Evidence that half of the APOB count in the Regeneron funded report may be irrelevant

(From report to report the APOB relevant to this analysis has many synonyms. What concerns us here is that the Regeneron-associated authors’ p.Arg3558Cys is used by other authors as Arg3531Cys and R3531C.  Click here and here for references to these synonyms.)



The Arg3531Cys mutation has previously been identified in eight subjects,8,14,15 six of whom had hypercholesterolemia. However, all eight carriers were identified among either patients with hyperlipidemia who were attending lipid clinics8,15 or patients with coronary artery disease14; therefore, the presence of hyperlipidemia could be a consequence of the study design.”


The one patient in our study who had ischemic heart disease and the Arg3531Cys mutation, a 77-year-old man, was the only one of eight carriers who also had hypercholesterolemia. He did not have a family history of either hypercholesterolemia or premature ischemic heart disease. It therefore seems likely that this patient may have had another cause of hypercholesterolemia.

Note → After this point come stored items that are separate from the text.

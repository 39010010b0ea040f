//! Configuration system for snappr.
//!
//! Resolution order: environment variables → config file → defaults.
//!
//! Config file location:
//!   1. $SNAPPR_CONFIG (explicit override)
//!   2. $XDG_CONFIG_HOME/snappr/config.toml
//!   3. ~/.config/snappr/config.toml

use serde::{Deserialize, Serialize};
use std::path::{Path, PathBuf};

use crate::time::TimeDelta;

/// Top-level configuration.
#[derive(Debug, Clone, Default, Serialize, Deserialize)]
#[serde(default)]
pub struct SimConfig {
    pub nic: NicConfig,
    pub fabric: FabricConfig,
    pub transport: TransportConfig,
    pub stats: StatsConfig,
    pub workload: WorkloadConfig,
}

#[derive(Debug, Clone, Serialize, Deserialize)]
#[serde(default)]
pub struct NicConfig {
    /// Maximum bytes per packet.
    pub packet_size: u32,
    /// Injection time per byte, in picoseconds.
    pub byte_delay_ps: u64,
    /// Ejection time per byte, in picoseconds. 0 = payloads complete on arrival.
    pub ejection_byte_delay_ps: u64,
    /// Number of output ports, each with its own queue and credit pool.
    pub num_ports: u16,
    /// Buffer credit per port, in bytes. 0 = unlimited.
    pub credits: u64,
    /// Return credit explicitly for every ejected packet.
    pub send_credits: bool,
}

#[derive(Debug, Clone, Serialize, Deserialize)]
#[serde(default)]
pub struct FabricConfig {
    /// One-way hop latency, in picoseconds.
    pub latency_ps: u64,
}

/// Which transport protocol endpoints speak.
#[derive(Debug, Clone, Copy, PartialEq, Eq, Default, Serialize, Deserialize)]
#[serde(rename_all = "snake_case")]
pub enum ProtocolKind {
    /// Remote write with placement metadata, completed by the sent ack.
    #[default]
    DirectPut,
    /// Sender packs the data into the message up front.
    Eager,
}

#[derive(Debug, Clone, Default, Serialize, Deserialize)]
#[serde(default)]
pub struct TransportConfig {
    pub protocol: ProtocolKind,
}

#[derive(Debug, Clone, Serialize, Deserialize)]
#[serde(default)]
pub struct StatsConfig {
    /// Width of one activity calendar bucket, in picoseconds. 0 = totals only.
    pub epoch_ps: u64,
}

#[derive(Debug, Clone, Serialize, Deserialize)]
#[serde(default)]
pub struct WorkloadConfig {
    pub endpoints: u32,
    /// Messages each endpoint sends to its right-hand neighbour.
    pub messages: u32,
    pub message_bytes: u64,
}

// ── Defaults ──────────────────────────────────────────────────────────────────

impl Default for NicConfig {
    fn default() -> Self {
        Self {
            packet_size: 1500,
            byte_delay_ps: 10, // 100 GB/s
            ejection_byte_delay_ps: 0,
            num_ports: 1,
            credits: 0,
            send_credits: false,
        }
    }
}

impl Default for FabricConfig {
    fn default() -> Self {
        Self {
            latency_ps: 100_000, // 100 ns
        }
    }
}

impl Default for StatsConfig {
    fn default() -> Self {
        Self {
            epoch_ps: 1_000_000, // 1 us
        }
    }
}

impl Default for WorkloadConfig {
    fn default() -> Self {
        Self {
            endpoints: 2,
            messages: 8,
            message_bytes: 65_536,
        }
    }
}

impl NicConfig {
    pub fn byte_delay(&self) -> TimeDelta {
        TimeDelta::from_ps(self.byte_delay_ps)
    }

    pub fn ejection_byte_delay(&self) -> TimeDelta {
        TimeDelta::from_ps(self.ejection_byte_delay_ps)
    }

    /// Credit capacity per port, `None` when unlimited.
    pub fn credit_capacity(&self) -> Option<u64> {
        (self.credits > 0).then_some(self.credits)
    }
}

impl FabricConfig {
    pub fn latency(&self) -> TimeDelta {
        TimeDelta::from_ps(self.latency_ps)
    }
}

impl StatsConfig {
    /// Calendar bucket width, `None` when the calendar is disabled.
    pub fn epoch(&self) -> Option<TimeDelta> {
        (self.epoch_ps > 0).then_some(TimeDelta::from_ps(self.epoch_ps))
    }
}

// ── Path helpers ──────────────────────────────────────────────────────────────

fn config_dir() -> PathBuf {
    std::env::var("XDG_CONFIG_HOME")
        .map(PathBuf::from)
        .unwrap_or_else(|_| dirs_or_home().join(".config"))
        .join("snappr")
}

fn dirs_or_home() -> PathBuf {
    std::env::var("HOME")
        .map(PathBuf::from)
        .unwrap_or_else(|_| PathBuf::from("/tmp"))
}

// ── Errors ────────────────────────────────────────────────────────────────────

#[derive(Debug, thiserror::Error)]
pub enum ConfigError {
    #[error("failed to read {0}: {1}")]
    ReadFailed(PathBuf, std::io::Error),
    #[error("failed to parse {0}: {1}")]
    ParseFailed(PathBuf, toml::de::Error),
    #[error("invalid config: {0}")]
    Invalid(String),
}

// ── Loading ───────────────────────────────────────────────────────────────────

impl SimConfig {
    /// Load config: env vars → file → defaults.
    pub fn load() -> Result<Self, ConfigError> {
        Self::load_from(&Self::file_path())
    }

    /// Load from an explicit path; a missing file yields defaults.
    pub fn load_from(path: &Path) -> Result<Self, ConfigError> {
        let mut config = if path.exists() {
            let text = std::fs::read_to_string(path)
                .map_err(|e| ConfigError::ReadFailed(path.to_path_buf(), e))?;
            toml::from_str(&text).map_err(|e| ConfigError::ParseFailed(path.to_path_buf(), e))?
        } else {
            SimConfig::default()
        };
        config.apply_env_overrides();
        config.validate()?;
        Ok(config)
    }

    /// Config file path.
    pub fn file_path() -> PathBuf {
        std::env::var("SNAPPR_CONFIG")
            .map(PathBuf::from)
            .unwrap_or_else(|_| config_dir().join("config.toml"))
    }

    /// Reject settings under which the model can never make progress.
    pub fn validate(&self) -> Result<(), ConfigError> {
        if self.nic.packet_size == 0 {
            return Err(ConfigError::Invalid("nic.packet_size must be > 0".into()));
        }
        if self.nic.num_ports == 0 {
            return Err(ConfigError::Invalid("nic.num_ports must be > 0".into()));
        }
        if let Some(credits) = self.nic.credit_capacity() {
            if credits < self.nic.packet_size as u64 {
                return Err(ConfigError::Invalid(format!(
                    "nic.credits ({credits}) is smaller than one packet ({})",
                    self.nic.packet_size
                )));
            }
        }
        if self.workload.endpoints == 0 {
            return Err(ConfigError::Invalid("workload.endpoints must be > 0".into()));
        }
        if self.workload.message_bytes > u32::MAX as u64 {
            return Err(ConfigError::Invalid(format!(
                "workload.message_bytes ({}) exceeds one send's element count",
                self.workload.message_bytes
            )));
        }
        Ok(())
    }

    /// Apply SNAPPR_* env var overrides.
    fn apply_env_overrides(&mut self) {
        if let Some(v) = env_parse("SNAPPR_NIC__PACKET_SIZE") {
            self.nic.packet_size = v;
        }
        if let Some(v) = env_parse("SNAPPR_NIC__BYTE_DELAY_PS") {
            self.nic.byte_delay_ps = v;
        }
        if let Some(v) = env_parse("SNAPPR_NIC__CREDITS") {
            self.nic.credits = v;
        }
        if let Ok(v) = std::env::var("SNAPPR_NIC__SEND_CREDITS") {
            self.nic.send_credits = v == "true" || v == "1";
        }
        if let Some(v) = env_parse("SNAPPR_FABRIC__LATENCY_PS") {
            self.fabric.latency_ps = v;
        }
        if let Ok(v) = std::env::var("SNAPPR_TRANSPORT__PROTOCOL") {
            match v.as_str() {
                "direct_put" => self.transport.protocol = ProtocolKind::DirectPut,
                "eager" => self.transport.protocol = ProtocolKind::Eager,
                other => tracing::warn!(value = other, "ignoring unknown SNAPPR_TRANSPORT__PROTOCOL"),
            }
        }
    }
}

fn env_parse<T: std::str::FromStr>(key: &str) -> Option<T> {
    std::env::var(key).ok().and_then(|v| v.parse().ok())
}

Taken together, the absence of simple cosegregation in families, the absence of a family history in our patient with coronary artery disease, and the complete absence of hypercholesterolemia in any carriers in the general population in our study suggest that this mutation is not sufficient to cause hypercholesterolemia.

Although a previous study suggested a borderline overrepresentation of the Arg3531Cys mutation in patients with coronary artery disease as compared with healthy controls, 15 our results suggest that this mutation, in keeping with the absence of an association with hypercholesterolemia, is also not associated with an increased risk of ischemic heart disease.

[In the following, only Arg3500Gln, AKA R3500Q, is FDB, and not Arg3531Cys, AKA p.Arg3558Cys.]

In conclusion, our results suggest that the Arg3500Gln mutation is at present the only known APOB mutation worth screening for in white patients with hypercholesterolemia or ischemic heart disease and their relatives.

“R3531C mutation in the apolipoprotein B gene is not sufficient to cause hypercholesterolemia.” Rabes JP, et al. Arterioscler Thromb Vasc Biol. 2000;20:E76-82.

( Click here and here for synonymous use of R3531C.)

 “APOB-R3531C proband screening suffered from ascertainment bias attributable to patient status.” ….


There is no doubt that the R3531C mutation causes reduced binding of LDL to the LDL receptor in vitro. However, our results additionally support that this reduction is not sufficient to cause hypercholesterolemia in vivo in heterozygotes. The evidence that the R3531C mutation alone does not cause hypercholesterolemia stems from functional, epidemiological, and linkage analysis. ….

In conclusion, the APOB-R3531C substitution, in view of its in vitro effects and our family study, is possibly a susceptibility mutation that, when present with other factors (genetic or environmental), slightly increases cholesterolemia. However, it is not sufficient in itself to cause hypercholesterolemia and should not be considered as an allelic variant leading to FDB.”

“Major Apolipoprotein B-100 Mutations in Lipoprotein,” Metabolism and Atherosclerosis, M. VRABLÕK, et al.

( Click here and here for synonymous use of R3531C.)

“These are mutations leading to amino acid substitution at positions 3500 (R3500Q and R3500W) and 3531 (R3531C) that have been shown to decrease the binding affinity of apoB-100  in vitro. However, only the former mutations have been unequivocally demonstrated to cause hyperlipidemia in vivo.”  ….

 “The incidence of the disorder in patients is similar as in the general population which is in accordance with the notion that R3531C does not cause hypercholesterolemia.”

“Familial hypercholesterolaemia is underdiagnosed and undertreated in the general population: guidance for clinicians to prevent coronary heart disease, Consensus Statement of the European Atherosclerosis Society”; Børge G. Nordestgaard, et al.

This is the same Nordestgaard in the TYBJÆRG-HANSEN study mentioned above, where it was declared  “that the Arg3500Gln mutation is at present the only known APOB mutation worth screening for in white patients ….”

Now here is Nordestgaard again in the Authoritative report, declaring that there is only one relevant APOB mutation, and it is not Arg3558Cys.  (Again, synonyms are present: p.Arg3527Gln = R3500Q = Arg3500Gln. Click here.)

“Currently, >1200 mutations have been documented worldwide in LDLR; these affect all functional domains of the LDL receptor protein and include single-nucleotide mutations, copy number variations, and splicing mutations throughout the LDLR gene. A single mutation, Arg3500Gln, is the only common FH-related mutation in APOB, while >20 different mutations have been detected in PCSK9. Heterozygous LDLR, APOB, and PCSK9 mutations are found in >90, ~5, and ~1%, respectively, of heterozygous FH subjects with a causative mutation.